ACTIVITY
Repeat the lines of the data exactly, from the first one through the one that contains "const PROGRESS_WIDTH: usize = 20;".

DATASET EXTRACT
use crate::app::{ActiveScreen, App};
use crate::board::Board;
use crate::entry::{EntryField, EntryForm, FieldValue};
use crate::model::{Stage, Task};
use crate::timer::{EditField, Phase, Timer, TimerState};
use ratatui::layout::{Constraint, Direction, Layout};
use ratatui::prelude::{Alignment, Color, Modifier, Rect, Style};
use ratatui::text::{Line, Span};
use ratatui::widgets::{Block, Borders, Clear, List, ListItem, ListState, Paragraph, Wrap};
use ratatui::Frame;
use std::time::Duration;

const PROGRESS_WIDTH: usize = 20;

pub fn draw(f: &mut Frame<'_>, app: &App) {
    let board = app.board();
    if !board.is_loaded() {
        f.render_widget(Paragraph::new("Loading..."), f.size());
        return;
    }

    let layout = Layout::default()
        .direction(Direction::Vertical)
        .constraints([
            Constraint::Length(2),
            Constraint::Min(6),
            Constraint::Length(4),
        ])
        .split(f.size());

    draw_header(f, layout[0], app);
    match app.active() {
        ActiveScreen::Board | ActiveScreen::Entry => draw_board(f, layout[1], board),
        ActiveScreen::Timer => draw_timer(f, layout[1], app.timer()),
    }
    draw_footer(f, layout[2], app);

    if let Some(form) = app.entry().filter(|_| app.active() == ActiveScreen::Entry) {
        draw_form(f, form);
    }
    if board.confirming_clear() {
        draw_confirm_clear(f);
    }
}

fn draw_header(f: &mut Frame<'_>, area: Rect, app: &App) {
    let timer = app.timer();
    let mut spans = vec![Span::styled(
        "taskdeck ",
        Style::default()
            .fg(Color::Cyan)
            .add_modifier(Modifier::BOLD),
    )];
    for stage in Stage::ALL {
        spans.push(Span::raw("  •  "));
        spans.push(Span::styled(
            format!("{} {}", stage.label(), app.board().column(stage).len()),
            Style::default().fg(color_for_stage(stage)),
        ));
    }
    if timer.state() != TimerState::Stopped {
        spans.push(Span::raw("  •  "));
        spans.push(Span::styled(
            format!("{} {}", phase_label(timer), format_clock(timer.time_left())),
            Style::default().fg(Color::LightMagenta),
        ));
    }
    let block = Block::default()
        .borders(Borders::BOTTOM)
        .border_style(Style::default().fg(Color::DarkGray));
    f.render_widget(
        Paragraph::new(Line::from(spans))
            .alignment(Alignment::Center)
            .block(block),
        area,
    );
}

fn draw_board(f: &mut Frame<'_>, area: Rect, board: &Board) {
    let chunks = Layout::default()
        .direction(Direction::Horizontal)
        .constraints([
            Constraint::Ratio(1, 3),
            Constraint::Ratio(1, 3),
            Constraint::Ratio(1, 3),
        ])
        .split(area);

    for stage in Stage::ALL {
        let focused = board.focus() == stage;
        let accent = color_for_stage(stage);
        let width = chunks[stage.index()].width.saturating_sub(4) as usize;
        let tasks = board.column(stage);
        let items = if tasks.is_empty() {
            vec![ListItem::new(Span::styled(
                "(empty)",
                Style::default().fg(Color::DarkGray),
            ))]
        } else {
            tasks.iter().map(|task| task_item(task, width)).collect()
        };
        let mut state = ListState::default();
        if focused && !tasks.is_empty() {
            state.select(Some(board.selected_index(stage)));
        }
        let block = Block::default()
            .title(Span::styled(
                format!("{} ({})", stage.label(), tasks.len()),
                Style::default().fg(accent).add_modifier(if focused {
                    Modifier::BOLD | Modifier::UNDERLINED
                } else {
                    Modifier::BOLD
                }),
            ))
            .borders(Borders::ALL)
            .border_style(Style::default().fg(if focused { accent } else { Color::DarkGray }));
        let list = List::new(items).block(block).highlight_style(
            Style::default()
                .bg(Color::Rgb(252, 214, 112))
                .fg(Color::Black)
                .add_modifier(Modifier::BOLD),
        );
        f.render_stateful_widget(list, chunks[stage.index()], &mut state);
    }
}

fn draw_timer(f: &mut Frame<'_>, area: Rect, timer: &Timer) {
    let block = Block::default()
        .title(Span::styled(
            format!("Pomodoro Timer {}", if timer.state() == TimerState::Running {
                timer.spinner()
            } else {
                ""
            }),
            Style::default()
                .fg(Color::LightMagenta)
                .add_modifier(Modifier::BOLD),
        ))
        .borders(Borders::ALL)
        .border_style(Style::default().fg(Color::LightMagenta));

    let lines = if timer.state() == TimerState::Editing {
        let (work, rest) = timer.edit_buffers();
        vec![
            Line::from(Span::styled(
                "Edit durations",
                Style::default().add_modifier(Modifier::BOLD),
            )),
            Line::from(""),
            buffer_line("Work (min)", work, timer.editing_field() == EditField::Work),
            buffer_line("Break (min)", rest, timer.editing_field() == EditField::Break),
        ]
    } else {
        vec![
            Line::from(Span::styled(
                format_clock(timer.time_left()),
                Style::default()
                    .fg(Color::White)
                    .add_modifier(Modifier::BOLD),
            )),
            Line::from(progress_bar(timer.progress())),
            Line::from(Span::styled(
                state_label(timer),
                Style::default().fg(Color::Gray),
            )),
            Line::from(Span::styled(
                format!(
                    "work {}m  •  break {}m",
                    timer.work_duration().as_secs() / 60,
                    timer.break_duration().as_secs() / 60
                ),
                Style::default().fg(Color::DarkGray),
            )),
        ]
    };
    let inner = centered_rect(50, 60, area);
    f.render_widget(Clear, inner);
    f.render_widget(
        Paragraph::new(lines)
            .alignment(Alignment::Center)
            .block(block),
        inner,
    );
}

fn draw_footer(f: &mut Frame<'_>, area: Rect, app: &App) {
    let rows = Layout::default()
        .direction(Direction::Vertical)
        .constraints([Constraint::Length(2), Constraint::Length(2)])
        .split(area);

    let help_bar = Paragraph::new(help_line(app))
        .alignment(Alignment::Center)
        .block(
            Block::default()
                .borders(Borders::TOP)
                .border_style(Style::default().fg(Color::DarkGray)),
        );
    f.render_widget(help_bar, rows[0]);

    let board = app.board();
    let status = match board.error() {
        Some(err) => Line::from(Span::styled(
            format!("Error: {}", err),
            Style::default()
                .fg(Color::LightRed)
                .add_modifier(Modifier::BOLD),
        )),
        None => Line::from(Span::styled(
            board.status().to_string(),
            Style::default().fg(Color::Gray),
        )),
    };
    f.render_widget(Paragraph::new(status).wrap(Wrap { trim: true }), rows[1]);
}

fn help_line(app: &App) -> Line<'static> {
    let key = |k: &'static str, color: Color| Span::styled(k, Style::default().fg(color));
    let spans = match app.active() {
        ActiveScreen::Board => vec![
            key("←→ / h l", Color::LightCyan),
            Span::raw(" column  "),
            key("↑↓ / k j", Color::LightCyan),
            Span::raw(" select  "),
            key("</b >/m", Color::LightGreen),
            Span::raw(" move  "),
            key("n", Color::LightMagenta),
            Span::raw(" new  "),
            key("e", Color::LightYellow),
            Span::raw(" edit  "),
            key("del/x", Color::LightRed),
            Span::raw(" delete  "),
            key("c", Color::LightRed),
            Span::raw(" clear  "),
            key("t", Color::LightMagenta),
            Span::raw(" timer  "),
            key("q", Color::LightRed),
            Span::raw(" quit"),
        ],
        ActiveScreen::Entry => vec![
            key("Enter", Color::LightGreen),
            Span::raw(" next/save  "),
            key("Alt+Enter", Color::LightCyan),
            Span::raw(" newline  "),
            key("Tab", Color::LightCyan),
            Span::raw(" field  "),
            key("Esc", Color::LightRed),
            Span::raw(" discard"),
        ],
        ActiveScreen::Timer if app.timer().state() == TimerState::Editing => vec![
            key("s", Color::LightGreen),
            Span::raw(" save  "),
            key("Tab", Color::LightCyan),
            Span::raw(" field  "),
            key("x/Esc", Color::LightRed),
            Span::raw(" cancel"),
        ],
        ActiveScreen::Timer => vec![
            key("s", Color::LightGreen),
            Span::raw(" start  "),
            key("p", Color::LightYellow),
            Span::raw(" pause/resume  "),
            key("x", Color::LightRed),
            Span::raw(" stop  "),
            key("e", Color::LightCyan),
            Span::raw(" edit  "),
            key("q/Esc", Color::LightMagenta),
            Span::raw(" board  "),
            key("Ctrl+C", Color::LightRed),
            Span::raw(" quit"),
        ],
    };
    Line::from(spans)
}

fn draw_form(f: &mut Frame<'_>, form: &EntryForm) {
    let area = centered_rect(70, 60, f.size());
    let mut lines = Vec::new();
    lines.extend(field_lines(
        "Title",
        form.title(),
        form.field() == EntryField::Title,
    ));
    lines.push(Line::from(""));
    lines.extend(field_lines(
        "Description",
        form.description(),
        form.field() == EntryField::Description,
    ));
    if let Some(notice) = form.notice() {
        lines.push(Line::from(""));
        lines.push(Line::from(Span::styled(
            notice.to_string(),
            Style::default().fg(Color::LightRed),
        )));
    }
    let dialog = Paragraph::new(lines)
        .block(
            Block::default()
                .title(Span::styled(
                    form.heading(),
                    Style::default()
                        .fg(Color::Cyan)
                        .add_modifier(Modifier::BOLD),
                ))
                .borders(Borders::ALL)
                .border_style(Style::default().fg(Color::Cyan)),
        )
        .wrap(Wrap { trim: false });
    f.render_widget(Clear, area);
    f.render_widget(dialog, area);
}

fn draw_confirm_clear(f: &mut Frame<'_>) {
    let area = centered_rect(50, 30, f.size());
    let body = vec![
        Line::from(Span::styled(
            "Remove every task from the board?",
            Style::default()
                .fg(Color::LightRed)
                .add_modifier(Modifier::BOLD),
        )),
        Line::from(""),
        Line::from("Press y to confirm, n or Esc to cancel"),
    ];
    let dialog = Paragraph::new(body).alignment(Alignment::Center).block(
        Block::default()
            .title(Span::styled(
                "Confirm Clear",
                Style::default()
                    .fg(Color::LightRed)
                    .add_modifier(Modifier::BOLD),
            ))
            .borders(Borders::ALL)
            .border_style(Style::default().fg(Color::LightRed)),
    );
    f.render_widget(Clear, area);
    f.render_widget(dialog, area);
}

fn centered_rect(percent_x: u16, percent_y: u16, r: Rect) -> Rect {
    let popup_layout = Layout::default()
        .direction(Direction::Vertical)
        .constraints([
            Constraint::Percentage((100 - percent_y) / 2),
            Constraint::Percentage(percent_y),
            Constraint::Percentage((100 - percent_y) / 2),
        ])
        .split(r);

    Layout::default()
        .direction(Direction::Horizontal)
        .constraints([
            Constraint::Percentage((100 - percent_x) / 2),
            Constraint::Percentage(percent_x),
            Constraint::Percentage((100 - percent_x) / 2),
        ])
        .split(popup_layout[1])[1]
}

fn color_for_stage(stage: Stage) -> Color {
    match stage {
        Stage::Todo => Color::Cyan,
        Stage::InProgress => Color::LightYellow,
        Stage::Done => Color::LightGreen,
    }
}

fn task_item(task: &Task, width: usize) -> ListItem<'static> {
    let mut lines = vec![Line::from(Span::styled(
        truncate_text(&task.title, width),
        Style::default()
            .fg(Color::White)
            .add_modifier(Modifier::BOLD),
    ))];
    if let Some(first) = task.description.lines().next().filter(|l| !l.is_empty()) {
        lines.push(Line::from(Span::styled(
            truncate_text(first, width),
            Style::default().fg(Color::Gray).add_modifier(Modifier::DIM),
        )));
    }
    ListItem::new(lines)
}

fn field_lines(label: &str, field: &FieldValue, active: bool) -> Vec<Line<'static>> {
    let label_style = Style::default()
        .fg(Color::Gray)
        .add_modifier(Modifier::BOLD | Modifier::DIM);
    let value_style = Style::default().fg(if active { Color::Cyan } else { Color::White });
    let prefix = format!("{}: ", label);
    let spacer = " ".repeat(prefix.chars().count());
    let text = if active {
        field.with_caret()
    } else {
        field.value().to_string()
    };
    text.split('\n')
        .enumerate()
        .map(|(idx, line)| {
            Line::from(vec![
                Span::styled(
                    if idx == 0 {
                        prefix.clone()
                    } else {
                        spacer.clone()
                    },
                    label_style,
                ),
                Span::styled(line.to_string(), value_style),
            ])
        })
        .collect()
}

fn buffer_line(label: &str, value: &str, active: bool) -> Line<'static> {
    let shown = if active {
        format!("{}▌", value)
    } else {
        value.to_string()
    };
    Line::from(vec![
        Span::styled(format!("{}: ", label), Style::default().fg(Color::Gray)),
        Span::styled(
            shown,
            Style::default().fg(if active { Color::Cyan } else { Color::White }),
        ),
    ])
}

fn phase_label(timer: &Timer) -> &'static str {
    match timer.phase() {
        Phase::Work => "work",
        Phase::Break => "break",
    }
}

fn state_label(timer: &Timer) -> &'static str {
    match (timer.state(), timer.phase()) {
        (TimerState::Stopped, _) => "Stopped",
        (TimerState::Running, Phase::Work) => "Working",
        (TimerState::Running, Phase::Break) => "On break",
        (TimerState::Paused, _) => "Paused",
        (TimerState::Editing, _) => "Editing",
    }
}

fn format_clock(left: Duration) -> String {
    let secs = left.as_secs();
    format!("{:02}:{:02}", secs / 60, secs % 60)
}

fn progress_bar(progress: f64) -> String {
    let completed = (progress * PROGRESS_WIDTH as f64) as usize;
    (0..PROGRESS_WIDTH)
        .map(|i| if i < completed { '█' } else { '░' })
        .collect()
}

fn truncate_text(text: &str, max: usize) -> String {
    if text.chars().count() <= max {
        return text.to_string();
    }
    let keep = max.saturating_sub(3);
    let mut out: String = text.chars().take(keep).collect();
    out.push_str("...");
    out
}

RESULT
use crate::app::{ActiveScreen, App};
use crate::board::Board;
use crate::entry::{EntryField, EntryForm, FieldValue};
use crate::model::{Stage, Task};
use crate::timer::{EditField, Phase, Timer, TimerState};
use ratatui::layout::{Constraint, Direction, Layout};
use ratatui::prelude::{Alignment, Color, Modifier, Rect, Style};
use ratatui::text::{Line, Span};
use ratatui::widgets::{Block, Borders, Clear, List, ListItem, ListState, Paragraph, Wrap};
use ratatui::Frame;
use std::time::Duration;

const PROGRESS_WIDTH: usize = 20;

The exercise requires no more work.